Lumb and Jones Anesthesia Drugs Flashcards
What is the mechanism of action of anticholinergics?
Competitively antagonize ACh at post-ganglionic muscarinic cholinergic receptors in parasympathetic NS
Which anticholinergic can cross the blood brain barrier?
Atropine
What is the difference in onset of action and duration between atropine and glycopyrrolate?
Atropine - onset fast (1 min), shorter duration (30 mins)
Glycopyrrolate - onset slower (few mins), longer duration (1h)
Is atropine or glycopyrrolate more potent?
Glycopyrrolate - 4x potency of atropine
Which anticholinergic causes paradoxical bradycardia?
Atropine - can occur initially due to AV block. Often self-limiting or can be overcome with a larger dose
What are the 6 types of adrenergic receptors?
Alpha-1
Alpha-2
Beta-1
Beta-2
Dopamine 1 (D1)
Dopamine 2 (D2)
Where are alpha-1 receptors located and what is their effect?
Smooth muscle (blood vessels, bronchi, GI, uterus, urinary) Smooth muscle contraction and vasoconstriction
Where are alpha-2 receptors located and what is their effect?
CNS, primarily cause sedation
Where are beta-1 receptors located and what is their effect?
Only in the heart. Positive inotrope and chronotrope (increases contractility)
Where are beta-2 receptors located and what is their effect?
Smooth muscle (blood vessels, bronchi, GI, uterus, urinary) and heart.
Relaxation of smooth muscle, vasodilation
Where are D1 receptors located and what is their effect?
CNS, vascular smooth muscle, kidney
Vasodilation of GI and kidney
Where are D2 receptors located and what is their effect?
CNS, vascular smooth muscle, kidney
Inhibit norepinephrine release
What are the 3 endogenous (naturally occurring) catecholamines?
Epinephrine, norepinephrine, dopamine
What are the different effects between low vs. high dose epinephrine?
Low dose - B1 and B2 effects predominate. Increased cardiac output, myocardial O2 consumption, coronary artery dilation; reduced threshold for arrhythmias
High dose - alpha 1 effects predominate. Marked rise in SVR
What is the predominant effect of norepinephrine?

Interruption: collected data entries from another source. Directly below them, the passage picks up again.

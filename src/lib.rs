//! # GEOHASH column type
//!
//! The GEOHASH type stores a geohash as a fixed-width packed integer. This
//! crate holds everything about the type that both the SQL layer and the line
//! protocol ingestion path depend on: the precision model, the type literal
//! parser, the value codec, narrowing casts, comparisons, and random values.
//!
//! # Usage
//!
//! Everything commonly needed is in the prelude.
//!
//! ```
//! use geohash_type::prelude::*;
//!
//! // `GEOHASH(7c)` as it would appear in a column declaration
//! let ty: GeoHashType = "GEOHASH(7c)".parse().unwrap();
//!
//! // encode
//! let hash = encode_strict("questdb", ty).unwrap();
//!
//! // and then immediately decode
//! assert_eq!(decode_to_text(hash, ty), "questdb");
//! ```
//!
//! # Precision and storage
//!
//! A precision is a number of bits between 1 and 60. A hash character carries
//! 5 bits, so `GEOHASH(12c)` and `GEOHASH(60b)` are the same type. Values are
//! stored in the smallest of four signed containers that fits:
//!
//! ```
//! use geohash_type::prelude::*;
//!
//! assert_eq!(GeoHashType::from_bits(8).unwrap().width(), Width::Byte);
//! assert_eq!(GeoHashType::from_chars(3).unwrap().width(), Width::Short);
//! assert_eq!(GeoHashType::from_chars(4).unwrap().width(), Width::Int);
//! assert_eq!(GeoHashType::from_chars(12).unwrap().width(), Width::Long);
//! ```
//!
//! The code occupies the low bits of the container with the first character in
//! the most significant position. The minimum value of each container is NULL.
//! A column whose precision fills its container exactly (8, 16 or 32 bits) has
//! one code that shares its bit pattern with NULL; such a value reads back as
//! NULL.
//!
//! See also: [`precision`] and [`value`].
//!
//! # Text forms
//!
//! Bare strings and `#`-prefixed literals are read as hash characters,
//! `##`-prefixed literals as bits. Values render as hash characters when the
//! precision is a whole number of characters and as bits otherwise.
//!
//! ```
//! use geohash_type::prelude::*;
//!
//! let c2 = GeoHashType::from_chars(2).unwrap();
//! let b7 = GeoHashType::from_bits(7).unwrap();
//!
//! assert_eq!(decode_to_text(encode_strict("#sp", c2).unwrap(), c2), "sp");
//! assert_eq!(decode_to_text(encode_strict("sp", b7).unwrap(), b7), "1100010");
//! assert_eq!(decode_to_text(encode_strict("##1100010", b7).unwrap(), b7), "1100010");
//! ```
//!
//! See also: [`encoding`].
//!
//! # Strict and lenient encoding
//!
//! SQL statements use [`encode_strict`](encoding::encode_strict), which fails
//! when the text cannot fill the precision. The line protocol uses
//! [`encode_lenient`](ingest::encode_lenient), which stores NULL instead so
//! that the rest of the row is still written.
//!
//! ```
//! use geohash_type::prelude::*;
//!
//! let c8 = GeoHashType::from_chars(8).unwrap();
//!
//! assert_eq!(encode_strict("f91t", c8), Err(GeoHashError::TooShort));
//! assert!(encode_lenient("f91t", c8).is_null());
//! ```
//!
//! # Casts and comparisons
//!
//! Casts narrow only; widening fails. Comparisons narrow the more precise
//! operand first and treat NULL as unknown.
//!
//! ```
//! use geohash_type::prelude::*;
//!
//! let c7 = GeoHashType::from_chars(7).unwrap();
//! let c6 = GeoHashType::from_chars(6).unwrap();
//!
//! let q7 = encode_strict("questdb", c7).unwrap();
//! let q6 = downcast(q7, c7, c6).unwrap();
//!
//! assert_eq!(decode_to_text(q6, c6), "questd");
//! assert!(downcast(q6, c6, c7).is_err());
//! assert_eq!(equals(q7.typed(c7), q6.typed(c6)), Some(true));
//! ```
//!
//! # Features
//!
//! * `serialize` - `serde` support for [`GeoHashType`](precision::GeoHashType)
//!   (as its type name) and [`Width`](precision::Width).

#![warn(
    deprecated_in_future,
    unsafe_code,
    unused_labels,
    keyword_idents,
    missing_copy_implementations,
    missing_debug_implementations,
    macro_use_extern_crate,
    unreachable_pub,
    trivial_casts,
    trivial_numeric_casts,
    unused_extern_crates,
    unused_import_braces
)]
#![allow(clippy::inconsistent_digit_grouping)]

pub mod alphabet;
pub mod cast;
pub mod compare;
pub mod encoding;
pub mod errors;
pub mod ingest;
pub mod literal;
pub mod precision;
pub mod prelude;
pub mod random;
pub mod util;
pub mod value;

pub use errors::{GeoHashError, Result};
pub use precision::{GeoHashType, Width};
pub use value::GeoHash;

Predominantly alpha-1 effects, increased SVR
What are the different effects of dopamine at low, mid, and high doses?
Low - vasodilation through activation of D1 and D2 receptors (increases renal and GI perfusion)
Intermediate - stimulates beta-1 receptors, increased contractility
High - stimulates alpha-1 receptors, vasoconstriction (increased SVR)

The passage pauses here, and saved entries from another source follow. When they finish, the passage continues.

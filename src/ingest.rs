//! # Line protocol ingestion
//!
//! Streaming ingestion never rejects a row because of one bad geohash. A token
//! that is not a usable geohash for its column is stored as the column's NULL
//! and every other field of the row goes through unchanged.
//!
//! ```
//! use geohash_type::prelude::*;
//!
//! let ty = GeoHashType::from_bits(14).unwrap();
//!
//! // too long to be any geohash
//! assert!(encode_lenient("9v1s8hm7wpkssv1h", ty).is_null());
//!
//! // long enough, and truncated to the column's precision
//! let v = encode_lenient("9v1", GeoHashType::from_bits(13).unwrap());
//! assert_eq!(decode_to_text(v, GeoHashType::from_bits(13).unwrap()), "0100111011000");
//! ```
//!
//! Unlike [`encode_strict`](crate::encoding::encode_strict), the lenient
//! encoder reads the whole token: trailing garbage makes the token unusable
//! rather than being skipped.

use crate::{
    encoding::{de::count_symbols, encode_scratch, read, split_literal},
    errors::{GeoHashError, Result},
    precision::GeoHashType,
    value::GeoHash,
};
use log::debug;

/// Encodes a wire-protocol token for a column of type `ty`, storing NULL if
/// the token is unusable.
pub fn encode_lenient(token: &str, ty: GeoHashType) -> GeoHash {
    match encode_whole(token, ty) {
        Ok(value) => value,
        Err(e) => {
            debug_assert!(e.is_value_error(), "{:?} from lenient encoding", e);
            debug!("storing NULL for GEOHASH token {:?} into {}: {}", token, ty, e);
            ty.null()
        }
    }
}

/// Reads a complete token and narrows it to `ty`.
fn encode_whole(token: &str, ty: GeoHashType) -> Result<GeoHash> {
    if token.is_empty() {
        return Ok(ty.null());
    }
    let (form, body) = split_literal(token);
    let limit = form.max_symbols();
    if count_symbols(body, limit) > limit {
        return Err(GeoHashError::TooLong { limit });
    }
    let scratch = read(body, form, limit)?;
    encode_scratch(scratch.code, scratch.bits, ty)
}

/// Declared type of a destination column, as far as ingestion cares.
#[derive(Debug, Copy, Clone, PartialEq, Eq)]
pub enum ColumnType {
    GeoHash(GeoHashType),
    Symbol,
    String,
}

impl ColumnType {
    /// The value stored when a row carries no field for the column.
    pub fn absent<'a>(self) -> FieldValue<'a> {
        match self {
            ColumnType::GeoHash(ty) => FieldValue::GeoHash(ty.null()),
            ColumnType::Symbol | ColumnType::String => FieldValue::Null,
        }
    }
}

/// A destination column.
#[derive(Debug, Clone, PartialEq, Eq)]
pub struct Column {
    pub name: String,
    pub ty: ColumnType,
}

impl Column {
    pub fn new<S: Into<String>>(name: S, ty: ColumnType) -> Column {
        Column {
            name: name.into(),
            ty,
        }
    }
}

/// A field value ready for the row writer.
#[derive(Debug, Copy, Clone, PartialEq, Eq)]
pub enum FieldValue<'a> {
    GeoHash(GeoHash),
    Text(&'a str),
    Null,
}

/// Converts one token for its destination column.
///
/// Only GEOHASH columns go through [`encode_lenient`]; symbol and string
/// columns keep the token verbatim, however much it looks like a geohash.
pub fn ingest_field(token: &str, column: ColumnType) -> FieldValue {
    match column {
        ColumnType::GeoHash(ty) => FieldValue::GeoHash(encode_lenient(token, ty)),
        ColumnType::Symbol | ColumnType::String => FieldValue::Text(token),
    }
}

/// Assembles one row from `(field name, token)` pairs.
///
/// The result has one value per column, in column order. Columns without a
/// field get their absent value, fields without a column are skipped, and a
/// repeated field keeps its last token.
pub fn ingest_row<'a>(columns: &[Column], fields: &[(&str, &'a str)]) -> Vec<FieldValue<'a>> {
    let mut row: Vec<FieldValue<'a>> = columns.iter().map(|c| c.ty.absent()).collect();
    for &(name, token) in fields {
        match columns.iter().position(|c| c.name.eq_ignore_ascii_case(name)) {
            Some(i) => row[i] = ingest_field(token, columns[i].ty),
            None => debug!("skipping field {:?} with no matching column", name),
        }
    }
    row
}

What are the effects of dobutamine?
Beta-1 receptor agonist - increases contractility and cardiac output. At high doses can have effects at beta-2 and alpha-1 receptors
What are the effects of phenylephrine?
Potent alpha-1 agonist, dose-dependent vasoconstriction.
What are the effects of ephedrine?
Mixed agonist - alpha 1 and 2, beta 1 and 2. Increases CO and MAP with minimal effect on SVR. Bronchodilation.

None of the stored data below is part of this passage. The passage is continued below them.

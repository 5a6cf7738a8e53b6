#[macro_use]
extern crate criterion;

use criterion::{black_box, Criterion};

use geohash_type::prelude::*;

const TOKENS: [&str; 10] = [
    "9v1s8hm7wpks",
    "46swgj10r88k",
    "jnw97u4yuquw",
    "zfuqd3bf1hxm",
    "hp4yqj8rw4kk",
    "wh4b6vntyfry",
    "s2zq5tqd69jt",
    "1cjjwk6r9jjn",
    "mmt894w2zkzc",
    "71ftmpbyq8hs",
];

fn column(chars: i64) -> GeoHashType { GeoHashType::from_chars(chars).unwrap() }

fn bench_encode(c: &mut Criterion) {
    for &chars in [2, 6, 12].iter() {
        let ty = column(chars);
        c.bench_function(&format!("encode_strict {}", ty), |b| {
            b.iter(|| {
                for t in TOKENS.iter() {
                    let _ = black_box(encode_strict(black_box(t), ty));
                }
            })
        });
        c.bench_function(&format!("encode_lenient {}", ty), |b| {
            b.iter(|| {
                for t in TOKENS.iter() {
                    black_box(encode_lenient(black_box(t), ty));
                }
            })
        });
    }
}

fn bench_decode(c: &mut Criterion) {
    let c12 = column(12);
    let b37 = GeoHashType::from_bits(37).unwrap();
    let values: Vec<GeoHash> = TOKENS
        .iter()
        .map(|t| encode_strict(t, c12).unwrap())
        .collect();
    let narrowed: Vec<GeoHash> = values
        .iter()
        .map(|&v| downcast(v, c12, b37).unwrap())
        .collect();

    c.bench_function("decode_to_text GEOHASH(12c)", |b| {
        b.iter(|| {
            for &v in values.iter() {
                black_box(decode_to_text(black_box(v), c12));
            }
        })
    });
    c.bench_function("decode_to_text GEOHASH(37b)", |b| {
        b.iter(|| {
            for &v in narrowed.iter() {
                black_box(decode_to_text(black_box(v), b37));
            }
        })
    });
}

fn bench_cast(c: &mut Criterion) {
    let c12 = column(12);
    let values: Vec<GeoHash> = TOKENS
        .iter()
        .map(|t| encode_strict(t, c12).unwrap())
        .collect();
    for &to in [column(6), column(1)].iter() {
        c.bench_function(&format!("downcast GEOHASH(12c) to {}", to), |b| {
            b.iter(|| {
                for &v in values.iter() {
                    let _ = black_box(downcast(black_box(v), c12, to));
                }
            })
        });
    }
}

fn bench_literals(c: &mut Criterion) {
    let sql = [
        "alter table pos add hash geohash(12c)",
        "alter table pos add hash GEOHASH ( 37b )",
        "alter table pos add hash geohash(61b)",
    ];
    let at = "alter table pos add hash ".len();
    c.bench_function("parse_type_literal", |b| {
        b.iter(|| {
            for s in sql.iter() {
                let _ = black_box(parse_type_literal(black_box(s), at));
            }
        })
    });
}

criterion_group!(
    benches,
    bench_encode,
    bench_decode,
    bench_cast,
    bench_literals
);
criterion_main!(benches);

What are the effects of terbutaline/albuterol?
Beta 2 agonists - decrease bronchoconstriction. Can have B1 effects at higher doses. Can cause hypokalemia.
What is prazosin?
Alpha-1 antagonist, highly selective to bladder neck and proximal urethra to relax urethral sphincter. Can cause vasodilation of arterioles and venues and reduced SVR.